> **Work task**:
Within the listing, how many lines hold the word "LlmSettings"? Give the number by itself.

◇ ◇ ◇ ◇ ◇ ◇ ◇

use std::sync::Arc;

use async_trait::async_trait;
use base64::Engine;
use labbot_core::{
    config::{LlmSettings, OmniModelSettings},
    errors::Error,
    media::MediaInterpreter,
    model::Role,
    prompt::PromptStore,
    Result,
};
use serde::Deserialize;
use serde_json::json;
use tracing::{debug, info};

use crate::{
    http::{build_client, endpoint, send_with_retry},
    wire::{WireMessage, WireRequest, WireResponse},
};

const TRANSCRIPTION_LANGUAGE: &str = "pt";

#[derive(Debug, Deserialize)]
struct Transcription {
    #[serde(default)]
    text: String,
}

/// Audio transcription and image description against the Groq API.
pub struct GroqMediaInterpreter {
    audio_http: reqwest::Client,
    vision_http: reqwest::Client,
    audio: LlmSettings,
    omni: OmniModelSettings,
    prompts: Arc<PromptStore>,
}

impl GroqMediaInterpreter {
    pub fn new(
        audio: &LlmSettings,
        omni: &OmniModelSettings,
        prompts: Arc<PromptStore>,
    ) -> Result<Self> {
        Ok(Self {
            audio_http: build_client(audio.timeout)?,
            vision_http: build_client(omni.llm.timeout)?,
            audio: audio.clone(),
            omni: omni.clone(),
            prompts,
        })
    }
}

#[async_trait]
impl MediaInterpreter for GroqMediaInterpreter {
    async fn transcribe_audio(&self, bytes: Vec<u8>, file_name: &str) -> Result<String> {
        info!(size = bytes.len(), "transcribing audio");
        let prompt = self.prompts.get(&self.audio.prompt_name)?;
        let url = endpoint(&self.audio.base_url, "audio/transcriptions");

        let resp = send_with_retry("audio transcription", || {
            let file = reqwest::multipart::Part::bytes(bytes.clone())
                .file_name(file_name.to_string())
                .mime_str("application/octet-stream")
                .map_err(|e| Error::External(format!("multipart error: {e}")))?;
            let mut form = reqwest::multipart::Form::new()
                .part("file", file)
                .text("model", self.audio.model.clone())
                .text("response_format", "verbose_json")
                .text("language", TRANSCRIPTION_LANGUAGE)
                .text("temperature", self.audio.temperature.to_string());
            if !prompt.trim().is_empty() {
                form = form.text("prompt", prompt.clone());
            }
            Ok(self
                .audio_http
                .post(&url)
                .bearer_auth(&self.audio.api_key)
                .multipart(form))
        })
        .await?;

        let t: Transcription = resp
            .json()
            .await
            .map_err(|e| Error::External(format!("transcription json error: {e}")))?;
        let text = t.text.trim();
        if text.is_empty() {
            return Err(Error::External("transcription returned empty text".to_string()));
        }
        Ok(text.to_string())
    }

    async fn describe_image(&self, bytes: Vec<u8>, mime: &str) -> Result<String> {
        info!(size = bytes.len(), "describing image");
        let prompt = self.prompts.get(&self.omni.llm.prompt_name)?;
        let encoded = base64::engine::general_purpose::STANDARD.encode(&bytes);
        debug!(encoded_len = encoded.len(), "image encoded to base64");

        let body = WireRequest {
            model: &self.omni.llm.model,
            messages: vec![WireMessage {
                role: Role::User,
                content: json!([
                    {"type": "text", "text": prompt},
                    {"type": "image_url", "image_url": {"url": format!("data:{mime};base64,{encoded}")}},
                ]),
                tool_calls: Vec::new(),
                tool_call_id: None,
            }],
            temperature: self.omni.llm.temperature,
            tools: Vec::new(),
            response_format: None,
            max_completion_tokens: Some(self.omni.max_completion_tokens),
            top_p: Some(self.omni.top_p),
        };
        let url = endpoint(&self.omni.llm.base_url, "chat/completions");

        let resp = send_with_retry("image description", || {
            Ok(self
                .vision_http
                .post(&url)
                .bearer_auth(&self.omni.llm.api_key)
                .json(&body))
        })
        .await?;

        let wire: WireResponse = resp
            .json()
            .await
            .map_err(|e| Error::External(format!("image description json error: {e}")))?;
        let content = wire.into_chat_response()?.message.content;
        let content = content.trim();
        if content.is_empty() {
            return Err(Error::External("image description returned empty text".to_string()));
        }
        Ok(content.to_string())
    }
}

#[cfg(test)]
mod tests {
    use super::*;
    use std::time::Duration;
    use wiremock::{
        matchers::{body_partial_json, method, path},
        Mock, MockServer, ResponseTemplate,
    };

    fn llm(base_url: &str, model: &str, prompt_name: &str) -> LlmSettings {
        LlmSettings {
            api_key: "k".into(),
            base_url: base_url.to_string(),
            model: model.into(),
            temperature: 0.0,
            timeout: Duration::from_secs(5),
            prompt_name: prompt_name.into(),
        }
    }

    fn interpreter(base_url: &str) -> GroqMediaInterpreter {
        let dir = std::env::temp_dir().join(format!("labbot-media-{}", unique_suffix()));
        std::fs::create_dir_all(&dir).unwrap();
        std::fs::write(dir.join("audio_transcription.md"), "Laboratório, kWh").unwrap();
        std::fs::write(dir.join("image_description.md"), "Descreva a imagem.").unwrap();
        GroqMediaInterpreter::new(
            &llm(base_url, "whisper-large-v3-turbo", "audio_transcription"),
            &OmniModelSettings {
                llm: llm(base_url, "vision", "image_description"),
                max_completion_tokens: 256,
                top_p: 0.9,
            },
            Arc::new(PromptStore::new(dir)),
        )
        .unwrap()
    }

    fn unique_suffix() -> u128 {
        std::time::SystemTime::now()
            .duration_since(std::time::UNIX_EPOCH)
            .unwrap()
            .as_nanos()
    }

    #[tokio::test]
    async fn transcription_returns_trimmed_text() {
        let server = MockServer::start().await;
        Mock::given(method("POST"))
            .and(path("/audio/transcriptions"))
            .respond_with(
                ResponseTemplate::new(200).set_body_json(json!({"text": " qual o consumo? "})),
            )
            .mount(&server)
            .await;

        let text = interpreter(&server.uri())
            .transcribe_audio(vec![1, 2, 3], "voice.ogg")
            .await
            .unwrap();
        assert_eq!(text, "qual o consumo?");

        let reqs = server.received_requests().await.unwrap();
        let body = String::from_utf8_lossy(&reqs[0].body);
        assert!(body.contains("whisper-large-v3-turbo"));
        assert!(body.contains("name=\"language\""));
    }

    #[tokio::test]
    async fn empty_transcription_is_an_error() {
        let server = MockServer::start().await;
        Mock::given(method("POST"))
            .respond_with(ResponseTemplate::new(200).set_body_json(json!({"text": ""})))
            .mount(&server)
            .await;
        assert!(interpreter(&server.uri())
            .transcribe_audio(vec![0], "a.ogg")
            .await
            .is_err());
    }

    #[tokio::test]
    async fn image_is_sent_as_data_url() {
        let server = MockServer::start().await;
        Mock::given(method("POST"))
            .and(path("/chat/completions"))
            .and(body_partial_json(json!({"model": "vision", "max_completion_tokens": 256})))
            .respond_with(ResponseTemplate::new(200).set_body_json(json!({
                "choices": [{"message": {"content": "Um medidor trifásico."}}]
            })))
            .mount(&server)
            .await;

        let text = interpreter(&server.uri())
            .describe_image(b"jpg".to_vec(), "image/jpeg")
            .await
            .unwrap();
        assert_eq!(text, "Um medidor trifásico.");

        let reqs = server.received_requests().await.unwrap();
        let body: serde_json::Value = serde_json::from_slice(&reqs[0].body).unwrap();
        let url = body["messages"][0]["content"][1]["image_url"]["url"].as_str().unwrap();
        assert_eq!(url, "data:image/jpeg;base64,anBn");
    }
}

◇ ◇ ◇ ◇ ◇ ◇ ◇

> **Response area**:
5